Real-world application of molecular docking in drug discovery.

Computational drug designing comprising mainly Molecular Docking has surged in popularity due to its efficiency and precision in identifying potential therapeutic candidates, often collectively referred to as virtual screening. This method enables researchers to screen large compound libraries virtually, significantly speeding up the initial stages of drug development. The significance of molecular docking is particularly evident in the fight against rapidly evolving pathogens like SARS-CoV-2. Lately, the emergence of new COVID-19 variants, such as the highly transmissible XBB.1.5, is incessantly posing challenges.
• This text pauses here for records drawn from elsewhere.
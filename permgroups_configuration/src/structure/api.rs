use std::time::Duration;

use serde::Deserialize;

use crate::{traits::TryResolve, ApiConfigurationError};


fn default_use_https() -> bool {
    true
}

fn default_base_path() -> String {
    "/client/v4".to_string()
}


#[derive(Deserialize, Clone, Debug)]
pub(crate) struct UnresolvedApiConfiguration {
    host: String,

    #[serde(default = "default_use_https")]
    use_https: bool,

    #[serde(default = "default_base_path")]
    base_path: String,

    #[serde(default)]
    api_token: Option<String>,

    #[serde(default)]
    default_account_id: Option<String>,

    #[serde(default)]
    request_timeout_seconds: Option<u64>,
}


/// Configuration of the remote account-management API.
#[derive(Clone)]
pub struct ApiConfiguration {
    /// Host (and optionally port) of the API server, e.g. `api.cloudflare.com`.
    pub host: String,

    pub use_https: bool,

    /// Path prefix of all endpoints, e.g. `/client/v4`.
    pub base_path: String,

    /// Pre-issued API token, sent as a bearer token if set.
    pub api_token: Option<String>,

    /// Account to operate on when none is given on the command line.
    pub default_account_id: Option<String>,

    pub request_timeout: Option<Duration>,
}

impl std::fmt::Debug for ApiConfiguration {
    fn fmt(&self, f: &mut std::fmt::Formatter<'_>) -> std::fmt::Result {
        f.debug_struct("ApiConfiguration")
            .field("host", &self.host)
            .field("use_https", &self.use_https)
            .field("base_path", &self.base_path)
            .field(
                "api_token",
                &self.api_token.as_ref().map(|_| "<redacted>"),
            )
            .field("default_account_id", &self.default_account_id)
            .field("request_timeout", &self.request_timeout)
            .finish()
    }
}

impl TryResolve for UnresolvedApiConfiguration {
    type Resolved = ApiConfiguration;
    type Error = ApiConfigurationError;

    fn try_resolve(self) -> Result<Self::Resolved, Self::Error> {
        let host = self.host.trim().to_string();
        if host.is_empty() {
            return Err(ApiConfigurationError::EmptyHost);
        }

        if !self.base_path.starts_with('/') {
            return Err(ApiConfigurationError::InvalidBasePath {
                base_path: self.base_path,
            });
        }

        if matches!(&self.api_token, Some(token) if token.trim().is_empty()) {
            return Err(ApiConfigurationError::EmptyApiToken);
        }

        let request_timeout = match self.request_timeout_seconds {
            Some(0) => return Err(ApiConfigurationError::InvalidRequestTimeout),
            Some(seconds) => Some(Duration::from_secs(seconds)),
            None => None,
        };

        Ok(ApiConfiguration {
            host,
            use_https: self.use_https,
            base_path: self.base_path,
            api_token: self.api_token,
            default_account_id: self.default_account_id,
            request_timeout,
        })
    }
}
Conventional drug development approaches aimed on a single strain, outgazing the importance of virus' evolution which is well-facilitated by molecular docking that provides better assessment of therapeutic efficacy against multiple variants of this virus. In the present study, molecular docking was executed to screen potential phytochemicals against the spike protein XBB.1.5 variant, known for its critical mutations that enhance infectivity. As part of the entire screening protocol, other tools like Schrödinger's suite, SwissADME, and ProTox-II were utilized to identify the top leads. These computational facilitators assisted in estimation of binding affinity, pharmacokinetics and toxicity profiles. Estimation of these factors led to identification of promising lead compounds that depicted strong binding interactions against the mutated spike protein, suggesting their potential as broad-spectrum antiviral agents. The present study emphasizes the importance of computational tools and techniques like molecular docking in addressing the variants generated against continuous evolution of SARS-COV2. The methodologies adapted can be deployed against other disease towards development of targeted therapeutics, ensuring a proactive approach to global health threats.